- **YOUR GOAL**:
Every entry below is to be copied exactly, with nothing omitted.

- **MATERIAL SHOWN**:

*** Block opens ***

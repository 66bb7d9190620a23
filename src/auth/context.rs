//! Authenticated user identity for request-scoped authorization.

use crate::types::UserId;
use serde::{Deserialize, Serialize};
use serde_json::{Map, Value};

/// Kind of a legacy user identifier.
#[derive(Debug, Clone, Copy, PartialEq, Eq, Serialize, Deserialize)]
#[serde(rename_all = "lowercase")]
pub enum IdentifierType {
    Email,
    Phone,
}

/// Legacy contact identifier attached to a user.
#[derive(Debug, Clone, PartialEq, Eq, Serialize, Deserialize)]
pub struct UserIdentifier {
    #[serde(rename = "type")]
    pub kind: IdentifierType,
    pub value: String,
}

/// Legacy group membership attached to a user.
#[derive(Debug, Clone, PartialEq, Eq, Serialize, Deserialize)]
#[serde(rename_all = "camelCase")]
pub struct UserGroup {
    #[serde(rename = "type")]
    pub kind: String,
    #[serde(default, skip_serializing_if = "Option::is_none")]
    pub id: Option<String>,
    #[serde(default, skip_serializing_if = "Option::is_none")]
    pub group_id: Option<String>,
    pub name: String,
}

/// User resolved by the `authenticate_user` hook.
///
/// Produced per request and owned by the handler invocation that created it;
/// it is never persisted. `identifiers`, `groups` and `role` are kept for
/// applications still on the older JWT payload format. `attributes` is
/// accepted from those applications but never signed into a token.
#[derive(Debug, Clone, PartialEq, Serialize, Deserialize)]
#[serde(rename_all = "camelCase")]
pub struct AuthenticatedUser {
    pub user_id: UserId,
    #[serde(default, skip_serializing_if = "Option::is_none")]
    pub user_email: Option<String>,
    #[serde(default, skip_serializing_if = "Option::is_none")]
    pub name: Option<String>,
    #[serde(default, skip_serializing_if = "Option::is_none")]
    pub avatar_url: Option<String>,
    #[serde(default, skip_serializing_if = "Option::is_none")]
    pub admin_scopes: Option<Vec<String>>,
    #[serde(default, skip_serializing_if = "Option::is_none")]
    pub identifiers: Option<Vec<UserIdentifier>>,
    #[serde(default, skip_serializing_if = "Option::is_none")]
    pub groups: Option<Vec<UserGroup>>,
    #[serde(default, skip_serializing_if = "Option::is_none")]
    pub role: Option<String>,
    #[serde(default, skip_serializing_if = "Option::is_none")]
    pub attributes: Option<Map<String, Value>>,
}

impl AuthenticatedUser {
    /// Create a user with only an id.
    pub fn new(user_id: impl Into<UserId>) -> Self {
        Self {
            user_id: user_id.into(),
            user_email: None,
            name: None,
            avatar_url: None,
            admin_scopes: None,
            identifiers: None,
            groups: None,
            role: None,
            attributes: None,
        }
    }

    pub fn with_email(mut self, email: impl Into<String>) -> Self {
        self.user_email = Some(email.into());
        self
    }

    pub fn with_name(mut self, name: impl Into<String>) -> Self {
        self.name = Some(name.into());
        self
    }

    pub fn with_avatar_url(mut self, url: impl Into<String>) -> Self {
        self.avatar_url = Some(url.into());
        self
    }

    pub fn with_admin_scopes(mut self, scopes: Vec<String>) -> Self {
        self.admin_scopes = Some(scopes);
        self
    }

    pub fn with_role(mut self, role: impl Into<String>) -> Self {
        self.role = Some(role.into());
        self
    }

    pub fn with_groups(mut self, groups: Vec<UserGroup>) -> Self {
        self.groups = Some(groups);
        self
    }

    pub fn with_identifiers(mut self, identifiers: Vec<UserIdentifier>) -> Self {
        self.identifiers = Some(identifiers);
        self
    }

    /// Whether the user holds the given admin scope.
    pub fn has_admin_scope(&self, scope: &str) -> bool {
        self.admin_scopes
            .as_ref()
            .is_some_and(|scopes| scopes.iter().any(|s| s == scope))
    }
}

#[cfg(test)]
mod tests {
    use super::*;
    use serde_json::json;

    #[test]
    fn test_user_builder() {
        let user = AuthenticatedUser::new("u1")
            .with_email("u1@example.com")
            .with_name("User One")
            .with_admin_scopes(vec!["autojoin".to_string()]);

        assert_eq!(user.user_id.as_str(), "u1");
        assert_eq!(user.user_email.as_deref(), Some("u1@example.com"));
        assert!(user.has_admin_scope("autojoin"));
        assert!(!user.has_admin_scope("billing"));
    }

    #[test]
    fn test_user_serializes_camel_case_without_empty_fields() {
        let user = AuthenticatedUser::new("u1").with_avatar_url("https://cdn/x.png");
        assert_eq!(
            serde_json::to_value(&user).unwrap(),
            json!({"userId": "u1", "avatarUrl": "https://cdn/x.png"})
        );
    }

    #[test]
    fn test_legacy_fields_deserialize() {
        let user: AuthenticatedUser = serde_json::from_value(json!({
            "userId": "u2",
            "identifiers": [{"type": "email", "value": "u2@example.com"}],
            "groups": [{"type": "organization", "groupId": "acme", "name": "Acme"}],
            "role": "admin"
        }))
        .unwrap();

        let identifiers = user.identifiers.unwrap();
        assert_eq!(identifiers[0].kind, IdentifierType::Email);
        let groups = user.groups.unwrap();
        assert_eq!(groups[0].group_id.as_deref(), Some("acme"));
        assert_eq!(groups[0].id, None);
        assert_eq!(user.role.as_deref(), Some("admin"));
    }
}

*** Block closes ***

- **YOUR RESPONSE**:
repository 66bb7d9190620a23
filename src/auth/context.rs
//! Authenticated user identity for request-scoped authorization.

use crate::types::UserId;
use serde::{Deserialize, Serialize};
use serde_json::{Map, Value};

/// Kind of a legacy user identifier.
#[derive(Debug, Clone, Copy, PartialEq, Eq, Serialize, Deserialize)]
#[serde(rename_all = "lowercase")]
pub enum IdentifierType {
    Email,
    Phone,
}

/// Legacy contact identifier attached to a user.
#[derive(Debug, Clone, PartialEq, Eq, Serialize, Deserialize)]
pub struct UserIdentifier {
    #[serde(rename = "type")]
    pub kind: IdentifierType,
    pub value: String,
}

/// Legacy group membership attached to a user.
#[derive(Debug, Clone, PartialEq, Eq, Serialize, Deserialize)]
#[serde(rename_all = "camelCase")]
pub struct UserGroup {
    #[serde(rename = "type")]
    pub kind: String,
    #[serde(default, skip_serializing_if = "Option::is_none")]
    pub id: Option<String>,
    #[serde(default, skip_serializing_if = "Option::is_none")]
    pub group_id: Option<String>,
    pub name: String,
}

/// User resolved by the `authenticate_user` hook.
///
/// Produced per request and owned by the handler invocation that created it;
/// it is never persisted. `identifiers`, `groups` and `role` are kept for
/// applications still on the older JWT payload format. `attributes` is
/// accepted from those applications but never signed into a token.
#[derive(Debug, Clone, PartialEq, Serialize, Deserialize)]
#[serde(rename_all = "camelCase")]
pub struct AuthenticatedUser {
    pub user_id: UserId,
    #[serde(default, skip_serializing_if = "Option::is_none")]
    pub user_email: Option<String>,
    #[serde(default, skip_serializing_if = "Option::is_none")]
    pub name: Option<String>,
    #[serde(default, skip_serializing_if = "Option::is_none")]
    pub avatar_url: Option<String>,
    #[serde(default, skip_serializing_if = "Option::is_none")]
    pub admin_scopes: Option<Vec<String>>,
    #[serde(default, skip_serializing_if = "Option::is_none")]
    pub identifiers: Option<Vec<UserIdentifier>>,
    #[serde(default, skip_serializing_if = "Option::is_none")]
    pub groups: Option<Vec<UserGroup>>,
    #[serde(default, skip_serializing_if = "Option::is_none")]
    pub role: Option<String>,
    #[serde(default, skip_serializing_if = "Option::is_none")]
    pub attributes: Option<Map<String, Value>>,
}

impl AuthenticatedUser {
    /// Create a user with only an id.
    pub fn new(user_id: impl Into<UserId>) -> Self {
        Self {
            user_id: user_id.into(),
            user_email: None,
            name: None,
            avatar_url: None,
            admin_scopes: None,
            identifiers: None,
            groups: None,
            role: None,
            attributes: None,
        }
    }

    pub fn with_email(mut self, email: impl Into<String>) -> Self {
        self.user_email = Some(email.into());
        self
    }

    pub fn with_name(mut self, name: impl Into<String>) -> Self {
        self.name = Some(name.into());
        self
    }

    pub fn with_avatar_url(mut self, url: impl Into<String>) -> Self {
        self.avatar_url = Some(url.into());
        self
    }

    pub fn with_admin_scopes(mut self, scopes: Vec<String>) -> Self {
        self.admin_scopes = Some(scopes);
        self
    }

    pub fn with_role(mut self, role: impl Into<String>) -> Self {
        self.role = Some(role.into());
        self
    }

    pub fn with_groups(mut self, groups: Vec<UserGroup>) -> Self {
        self.groups = Some(groups);
        self
    }

    pub fn with_identifiers(mut self, identifiers: Vec<UserIdentifier>) -> Self {
        self.identifiers = Some(identifiers);
        self
    }

    /// Whether the user holds the given admin scope.
    pub fn has_admin_scope(&self, scope: &str) -> bool {
        self.admin_scopes
            .as_ref()
            .is_some_and(|scopes| scopes.iter().any(|s| s == scope))
    }
}

#[cfg(test)]
mod tests {
    use super::*;
    use serde_json::json;

    #[test]
    fn test_user_builder() {
        let user = AuthenticatedUser::new("u1")
            .with_email("u1@example.com")
            .with_name("User One")
            .with_admin_scopes(vec!["autojoin".to_string()]);

        assert_eq!(user.user_id.as_str(), "u1");
        assert_eq!(user.user_email.as_deref(), Some("u1@example.com"));
        assert!(user.has_admin_scope("autojoin"));
        assert!(!user.has_admin_scope("billing"));
    }

    #[test]
    fn test_user_serializes_camel_case_without_empty_fields() {
        let user = AuthenticatedUser::new("u1").with_avatar_url("https://cdn/x.png");
        assert_eq!(
            serde_json::to_value(&user).unwrap(),
            json!({"userId": "u1", "avatarUrl": "https://cdn/x.png"})
        );
    }

    #[test]
    fn test_legacy_fields_deserialize() {
        let user: AuthenticatedUser = serde_json::from_value(json!({
            "userId": "u2",
            "identifiers": [{"type": "email", "value": "u2@example.com"}],
            "groups": [{"type": "organization", "groupId": "acme", "name": "Acme"}],
            "role": "admin"
        }))
        .unwrap();

        let identifiers = user.identifiers.unwrap();
        assert_eq!(identifiers[0].kind, IdentifierType::Email);
        let groups = user.groups.unwrap();
        assert_eq!(groups[0].group_id.as_deref(), Some("acme"));
        assert_eq!(groups[0].id, None);
        assert_eq!(user.role.as_deref(), Some("admin"));
    }
}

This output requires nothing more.